◆ Task description: The answer is the full set of records below, transcribed exactly.

(Stored data entries)
______

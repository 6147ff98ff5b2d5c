//! Label and field selector matching for blueprint and template-option selection.

use std::collections::BTreeMap;

use carto_core::blueprint::{BlueprintSpec, FieldSelectorOperator, FieldSelectorRequirement, OptionSelector, TemplateOption};
use k8s_openapi::apimachinery::pkg::apis::meta::v1::LabelSelectorRequirement;
use serde_json::Value;

use crate::jsonpath::{JsonPath, JsonPathError};

#[derive(Debug, Clone, PartialEq, thiserror::Error)]
pub enum SelectorError {
    #[error("selector labels or matchExpressions are not valid: operator [{0}] is not supported")]
    InvalidOperator(String),
    #[error("unable to match field requirement with key [{key}] operator [{operator:?}] values [{values:?}]: {source}")]
    Field { key: String, operator: FieldSelectorOperator, values: Vec<String>, source: JsonPathError },
}

pub fn matches_labels(labels: &BTreeMap<String, String>, want: &BTreeMap<String, String>) -> bool {
    want.iter().all(|(k, v)| labels.get(k) == Some(v))
}

pub fn matches_expressions(labels: &BTreeMap<String, String>, exprs: &[LabelSelectorRequirement]) -> Result<bool, SelectorError> {
    for req in exprs {
        let values = req.values.as_deref().unwrap_or_default();
        let have = labels.get(&req.key);
        let ok = match req.operator.as_str() {
            "In" => have.map(|v| values.contains(v)).unwrap_or(false),
            "NotIn" => have.map(|v| !values.contains(v)).unwrap_or(true),
            "Exists" => have.is_some(),
            "DoesNotExist" => have.is_none(),
            other => return Err(SelectorError::InvalidOperator(other.to_string())),
        };
        if !ok {
            return Ok(false);
        }
    }
    Ok(true)
}

fn as_text(v: &Value) -> String {
    match v {
        Value::String(s) => s.clone(),
        other => other.to_string(),
    }
}

/// Evaluate one field requirement; a path with nothing behind it counts as absent.
pub fn field_matches(req: &FieldSelectorRequirement, obj: &Value) -> Result<bool, SelectorError> {
    let wrap = |source| SelectorError::Field {
        key: req.key.clone(),
        operator: req.operator,
        values: req.values.clone(),
        source,
    };
    let path = JsonPath::parse(&req.key).map_err(wrap)?;
    let found = path.evaluate(obj);
    let actual = match found.len() {
        0 => None,
        1 => Some(as_text(found[0])),
        _ => return Err(wrap(JsonPathError::TooManyResults(req.key.clone()))),
    };
    Ok(match req.operator {
        FieldSelectorOperator::In => actual.map(|a| req.values.contains(&a)).unwrap_or(false),
        FieldSelectorOperator::NotIn => actual.map(|a| !req.values.contains(&a)).unwrap_or(true),
        FieldSelectorOperator::Exists => actual.is_some(),
        FieldSelectorOperator::DoesNotExist => actual.is_none(),
    })
}

pub fn matches_all_fields(reqs: &[FieldSelectorRequirement], obj: &Value) -> Result<bool, SelectorError> {
    for r in reqs {
        if !field_matches(r, obj)? {
            return Ok(false);
        }
    }
    Ok(true)
}

/// Full selector match: labels, label expressions and field requirements all hold.
///
/// An empty selector matches nothing.
pub fn selector_matches(
    match_labels: &BTreeMap<String, String>,
    match_expressions: &[LabelSelectorRequirement],
    match_fields: &[FieldSelectorRequirement],
    labels: &BTreeMap<String, String>,
    obj: &Value,
) -> Result<bool, SelectorError> {
    if match_labels.is_empty() && match_expressions.is_empty() && match_fields.is_empty() {
        return Ok(false);
    }
    if !matches_labels(labels, match_labels) || !matches_expressions(labels, match_expressions)? {
        return Ok(false);
    }
    matches_all_fields(match_fields, obj)
}

pub fn blueprint_matches(spec: &BlueprintSpec, labels: &BTreeMap<String, String>, owner: &Value) -> Result<bool, SelectorError> {
    selector_matches(&spec.selector, &spec.selector_match_expressions, &spec.selector_match_fields, labels, owner)
}

pub fn option_matches(sel: &OptionSelector, labels: &BTreeMap<String, String>, owner: &Value) -> Result<bool, SelectorError> {
    selector_matches(&sel.match_labels, &sel.match_expressions, &sel.match_fields, labels, owner)
}

#[derive(Debug, Clone, PartialEq, thiserror::Error)]
pub enum OptionSelectionError {
    #[error("error matching against template option [{option}]: {source}")]
    Resolve { option: String, source: SelectorError },
    #[error("template option [{0}] uses passThrough which is not supported")]
    PassThrough(String),
    #[error("expected exactly 1 option to match, found [{}] matching options {}", .0.len(), fmt_names(.0))]
    Match(Vec<String>),
}

fn fmt_names(names: &[String]) -> String {
    if names.is_empty() {
        String::new()
    } else {
        format!("[{}]", names.join(", "))
    }
}

/// Pick the single option whose selector matches the owner.
pub fn select_option<'a>(
    options: &'a [TemplateOption],
    labels: &BTreeMap<String, String>,
    owner: &Value,
) -> Result<&'a TemplateOption, OptionSelectionError> {
    let mut matched = Vec::new();
    for opt in options {
        let hit = option_matches(&opt.selector, labels, owner)
            .map_err(|source| OptionSelectionError::Resolve { option: opt.name.clone(), source })?;
        if hit {
            matched.push(opt);
        }
    }
    match matched.as_slice() {
        [one] if one.pass_through.is_some() => Err(OptionSelectionError::PassThrough(one.name.clone())),
        [one] => Ok(one),
        many => Err(OptionSelectionError::Match(many.iter().map(|o| o.name.clone()).collect())),
    }
}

______

◆ Response:
repository 6147ff98ff5b2d5c
//! Label and field selector matching for blueprint and template-option selection.

use std::collections::BTreeMap;

use carto_core::blueprint::{BlueprintSpec, FieldSelectorOperator, FieldSelectorRequirement, OptionSelector, TemplateOption};
use k8s_openapi::apimachinery::pkg::apis::meta::v1::LabelSelectorRequirement;
use serde_json::Value;

use crate::jsonpath::{JsonPath, JsonPathError};

#[derive(Debug, Clone, PartialEq, thiserror::Error)]
pub enum SelectorError {
    #[error("selector labels or matchExpressions are not valid: operator [{0}] is not supported")]
    InvalidOperator(String),
    #[error("unable to match field requirement with key [{key}] operator [{operator:?}] values [{values:?}]: {source}")]
    Field { key: String, operator: FieldSelectorOperator, values: Vec<String>, source: JsonPathError },
}

pub fn matches_labels(labels: &BTreeMap<String, String>, want: &BTreeMap<String, String>) -> bool {
    want.iter().all(|(k, v)| labels.get(k) == Some(v))
}

pub fn matches_expressions(labels: &BTreeMap<String, String>, exprs: &[LabelSelectorRequirement]) -> Result<bool, SelectorError> {
    for req in exprs {
        let values = req.values.as_deref().unwrap_or_default();
        let have = labels.get(&req.key);
        let ok = match req.operator.as_str() {
            "In" => have.map(|v| values.contains(v)).unwrap_or(false),
            "NotIn" => have.map(|v| !values.contains(v)).unwrap_or(true),
            "Exists" => have.is_some(),
            "DoesNotExist" => have.is_none(),
            other => return Err(SelectorError::InvalidOperator(other.to_string())),
        };
        if !ok {
            return Ok(false);
        }
    }
    Ok(true)
}

fn as_text(v: &Value) -> String {
    match v {
        Value::String(s) => s.clone(),
        other => other.to_string(),
    }
}

/// Evaluate one field requirement; a path with nothing behind it counts as absent.
pub fn field_matches(req: &FieldSelectorRequirement, obj: &Value) -> Result<bool, SelectorError> {
    let wrap = |source| SelectorError::Field {
        key: req.key.clone(),
        operator: req.operator,
        values: req.values.clone(),
        source,
    };
    let path = JsonPath::parse(&req.key).map_err(wrap)?;
    let found = path.evaluate(obj);
    let actual = match found.len() {
        0 => None,
        1 => Some(as_text(found[0])),
        _ => return Err(wrap(JsonPathError::TooManyResults(req.key.clone()))),
    };
    Ok(match req.operator {
        FieldSelectorOperator::In => actual.map(|a| req.values.contains(&a)).unwrap_or(false),
        FieldSelectorOperator::NotIn => actual.map(|a| !req.values.contains(&a)).unwrap_or(true),
        FieldSelectorOperator::Exists => actual.is_some(),
        FieldSelectorOperator::DoesNotExist => actual.is_none(),
    })
}

pub fn matches_all_fields(reqs: &[FieldSelectorRequirement], obj: &Value) -> Result<bool, SelectorError> {
    for r in reqs {
        if !field_matches(r, obj)? {
            return Ok(false);
        }
    }
    Ok(true)
}

/// Full selector match: labels, label expressions and field requirements all hold.
///
/// An empty selector matches nothing.
pub fn selector_matches(
    match_labels: &BTreeMap<String, String>,
    match_expressions: &[LabelSelectorRequirement],
    match_fields: &[FieldSelectorRequirement],
    labels: &BTreeMap<String, String>,
    obj: &Value,
) -> Result<bool, SelectorError> {
    if match_labels.is_empty() && match_expressions.is_empty() && match_fields.is_empty() {
        return Ok(false);
    }
    if !matches_labels(labels, match_labels) || !matches_expressions(labels, match_expressions)? {
        return Ok(false);
    }
    matches_all_fields(match_fields, obj)
}

pub fn blueprint_matches(spec: &BlueprintSpec, labels: &BTreeMap<String, String>, owner: &Value) -> Result<bool, SelectorError> {
    selector_matches(&spec.selector, &spec.selector_match_expressions, &spec.selector_match_fields, labels, owner)
}

pub fn option_matches(sel: &OptionSelector, labels: &BTreeMap<String, String>, owner: &Value) -> Result<bool, SelectorError> {
    selector_matches(&sel.match_labels, &sel.match_expressions, &sel.match_fields, labels, owner)
}

#[derive(Debug, Clone, PartialEq, thiserror::Error)]
pub enum OptionSelectionError {
    #[error("error matching against template option [{option}]: {source}")]
    Resolve { option: String, source: SelectorError },
    #[error("template option [{0}] uses passThrough which is not supported")]
    PassThrough(String),
    #[error("expected exactly 1 option to match, found [{}] matching options {}", .0.len(), fmt_names(.0))]
    Match(Vec<String>),
}

fn fmt_names(names: &[String]) -> String {
    if names.is_empty() {
        String::new()
    } else {
        format!("[{}]", names.join(", "))
    }
}

/// Pick the single option whose selector matches the owner.
pub fn select_option<'a>(
    options: &'a [TemplateOption],
    labels: &BTreeMap<String, String>,
    owner: &Value,
) -> Result<&'a TemplateOption, OptionSelectionError> {
    let mut matched = Vec::new();
    for opt in options {
        let hit = option_matches(&opt.selector, labels, owner)
            .map_err(|source| OptionSelectionError::Resolve { option: opt.name.clone(), source })?;
        if hit {
            matched.push(opt);
        }
    }
    match matched.as_slice() {
        [one] if one.pass_through.is_some() => Err(OptionSelectionError::PassThrough(one.name.clone())),
        [one] => Ok(one),
        many => Err(OptionSelectionError::Match(many.iter().map(|o| o.name.clone()).collect())),
    }
}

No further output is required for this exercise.